* Assigned task
In the entries below, how many lines contain the word "CaptureSnapshot"? State the number and nothing more.

* Available data
□ □ □ □ □ □ □
//! Local capture device ownership.
//!
//! Hardware access lives behind [`DeviceBackend`]; the host application
//! supplies the platform implementation. [`MediaDeviceManager`] is the sole
//! owner and sole mutator of the capture handle — presentation sinks attach
//! read-only, and every exit path funnels through the idempotent
//! [`MediaDeviceManager::release`].

pub mod backend;
pub mod manager;

pub use backend::{CaptureConstraints, DeviceBackend, DeviceDescriptor, MediaTrack, TrackKind};
pub use manager::{CaptureSnapshot, MediaDeviceManager};
//! REST session lifecycle client.
//!
//! The backend owns the canonical session record; this client only issues
//! the three lifecycle calls and maps failures into the shared taxonomy.
//! No call here is retried automatically — retry is a user action.

use std::time::Duration;

use async_trait::async_trait;
use uuid::Uuid;

use broadcast_core::{CreateSessionRequest, Result, SessionError, SessionRecord};

use crate::config::ApiConfig;

/// Backend session endpoints, as seen by the client.
///
/// The trait seam exists so the controller and viewer can be exercised
/// against in-memory fakes; production uses [`HttpSessionApi`].
#[async_trait(?Send)]
pub trait SessionApi {
    async fn create_session(&self, request: &CreateSessionRequest) -> Result<SessionRecord>;

    async fn stop_session(&self, id: Uuid) -> Result<()>;

    async fn fetch_session(&self, id: Uuid) -> Result<SessionRecord>;
}

/// reqwest-backed implementation with bearer auth.
pub struct HttpSessionApi {
    http: reqwest::Client,
    base_url: String,
    token: String,
}

impl HttpSessionApi {
    pub fn new(config: &ApiConfig, token: impl Into<String>) -> Result<Self> {
        let http = reqwest::Client::builder()
            .timeout(Duration::from_secs(config.request_timeout_secs))
            .connect_timeout(Duration::from_secs(config.connect_timeout_secs))
            .build()
            .map_err(|e| SessionError::network(None, format!("http client init: {e}")))?;

        let base_url = url::Url::parse(&config.base_url)
            .map_err(|e| SessionError::State(format!("invalid API base url: {e}")))?;

        Ok(Self {
            http,
            base_url: base_url.as_str().trim_end_matches('/').to_string(),
            token: token.into(),
        })
    }

    fn url(&self, path: &str) -> String {
        format!("{}{path}", self.base_url)
    }

    async fn decode<T: serde::de::DeserializeOwned>(response: reqwest::Response) -> Result<T> {
        let status = response.status();
        if !status.is_success() {
            let message = response.text().await.unwrap_or_default();
            return Err(SessionError::network(status.as_u16(), message));
        }
        response
            .json::<T>()
            .await
            .map_err(|e| SessionError::network(None, format!("malformed response body: {e}")))
    }
}

#[async_trait(?Send)]
impl SessionApi for HttpSessionApi {
    async fn create_session(&self, request: &CreateSessionRequest) -> Result<SessionRecord> {
        let response = self
            .http
            .post(self.url("/api/v1/sessions"))
            .bearer_auth(&self.token)
            .json(request)
            .send()
            .await
            .map_err(|e| SessionError::network(None, e.to_string()))?;
        Self::decode(response).await
    }

    async fn stop_session(&self, id: Uuid) -> Result<()> {
        let response = self
            .http
            .post(self.url(&format!("/api/v1/sessions/{id}/stop")))
            .bearer_auth(&self.token)
            .send()
            .await
            .map_err(|e| SessionError::network(None, e.to_string()))?;

        let status = response.status();
        if !status.is_success() {
            let message = response.text().await.unwrap_or_default();
            return Err(SessionError::network(status.as_u16(), message));
        }
        Ok(())
    }

    async fn fetch_session(&self, id: Uuid) -> Result<SessionRecord> {
        let response = self
            .http
            .get(self.url(&format!("/api/v1/sessions/{id}")))
            .bearer_auth(&self.token)
            .send()
            .await
            .map_err(|e| SessionError::network(None, e.to_string()))?;
        Self::decode(response).await
    }
}
//! Realtime duplex channel, scoped to one session.
//!
//! [`RealtimeChannel`] speaks the typed event protocol over a
//! [`ChannelTransport`]; the production transport is a WebSocket via `awc`.
//! There is no automatic reconnection — a dropped transport is terminal for
//! the session's realtime features and the owner is informed through the
//! channel's EOF.

pub mod realtime;
pub mod transport;

pub use realtime::RealtimeChannel;
pub use transport::{ChannelConnector, ChannelTransport, WsChannelConnector};
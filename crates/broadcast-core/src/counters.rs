//! Live counters fed by realtime events.
//!
//! The viewer count is last-write-wins because every `viewer_count` event
//! carries the absolute value; reordering is harmless and a malformed
//! negative value clamps to zero. Likes are increment-only; dedup of a
//! single viewer's repeats happens at the sending side, not here.

/// Last-write-wins viewer count with a peak watermark.
#[derive(Debug, Clone, Copy, Default)]
pub struct ViewerCount {
    current: i64,
    peak: i64,
}

impl ViewerCount {
    pub fn new() -> Self {
        Self::default()
    }

    /// Apply an absolute count from a `viewer_count` event.
    pub fn apply(&mut self, count: i64) -> i64 {
        self.current = count.max(0);
        if self.current > self.peak {
            self.peak = self.current;
        }
        self.current
    }

    pub fn current(&self) -> i64 {
        self.current
    }

    pub fn peak(&self) -> i64 {
        self.peak
    }
}

/// Increment-only like counter.
#[derive(Debug, Clone, Copy, Default)]
pub struct LikeTally {
    count: u64,
}

impl LikeTally {
    pub fn new() -> Self {
        Self::default()
    }

    pub fn increment(&mut self) -> u64 {
        self.count += 1;
        self.count
    }

    pub fn count(&self) -> u64 {
        self.count
    }
}
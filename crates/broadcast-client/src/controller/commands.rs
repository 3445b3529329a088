//! Controller commands.
//!
//! Every mutation of the broadcast session is a command processed
//! sequentially by the actor, so no lock guards session state and no two
//! operations can interleave.

use tokio::sync::oneshot;

use broadcast_core::{CreateSessionRequest, Result, SessionRecord};

use crate::media::{CaptureConstraints, CaptureSnapshot, DeviceDescriptor, TrackKind};

/// All possible commands for the session controller actor.
#[derive(Debug)]
pub enum SessionCommand {
    /// Acquire camera and microphone (Idle only).
    AcquireDevices {
        constraints: CaptureConstraints,
        responder: oneshot::Sender<Result<CaptureSnapshot>>,
    },

    /// Enumerate available capture devices.
    EnumerateDevices {
        responder: oneshot::Sender<Result<Vec<DeviceDescriptor>>>,
    },

    /// Hot-swap one track to another device.
    SwitchDevice {
        kind: TrackKind,
        device_id: String,
        responder: oneshot::Sender<Result<()>>,
    },

    /// Flip a track's enabled flag (mute / camera-off).
    ToggleTrack {
        kind: TrackKind,
        responder: oneshot::Sender<Result<bool>>,
    },

    /// Register a presentation render sink on the capture handle.
    AttachSink {
        label: String,
        responder: oneshot::Sender<Result<()>>,
    },

    /// Remove a presentation render sink.
    DetachSink {
        label: String,
        responder: oneshot::Sender<()>,
    },

    /// Create the backend session and go live.
    Start {
        request: CreateSessionRequest,
        responder: oneshot::Sender<Result<SessionRecord>>,
    },

    /// Stop the live session (user action).
    Stop {
        responder: oneshot::Sender<Result<()>>,
    },

    /// Send a chat line onto the realtime channel.
    PostChat {
        text: String,
        responder: oneshot::Sender<Result<()>>,
    },

    /// Clear the dismissible error banner.
    DismissBanner,

    /// Converge on the cleanup path and stop the actor (unmount).
    Shutdown {
        responder: oneshot::Sender<()>,
    },
}

impl SessionCommand {
    /// Command name for logging.
    pub fn name(&self) -> &'static str {
        match self {
            Self::AcquireDevices { .. } => "acquire_devices",
            Self::EnumerateDevices { .. } => "enumerate_devices",
            Self::SwitchDevice { .. } => "switch_device",
            Self::ToggleTrack { .. } => "toggle_track",
            Self::AttachSink { .. } => "attach_sink",
            Self::DetachSink { .. } => "detach_sink",
            Self::Start { .. } => "start",
            Self::Stop { .. } => "stop",
            Self::PostChat { .. } => "post_chat",
            Self::DismissBanner => "dismiss_banner",
            Self::Shutdown { .. } => "shutdown",
        }
    }
}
□ □ □ □ □ □ □
* Solution for this problem
3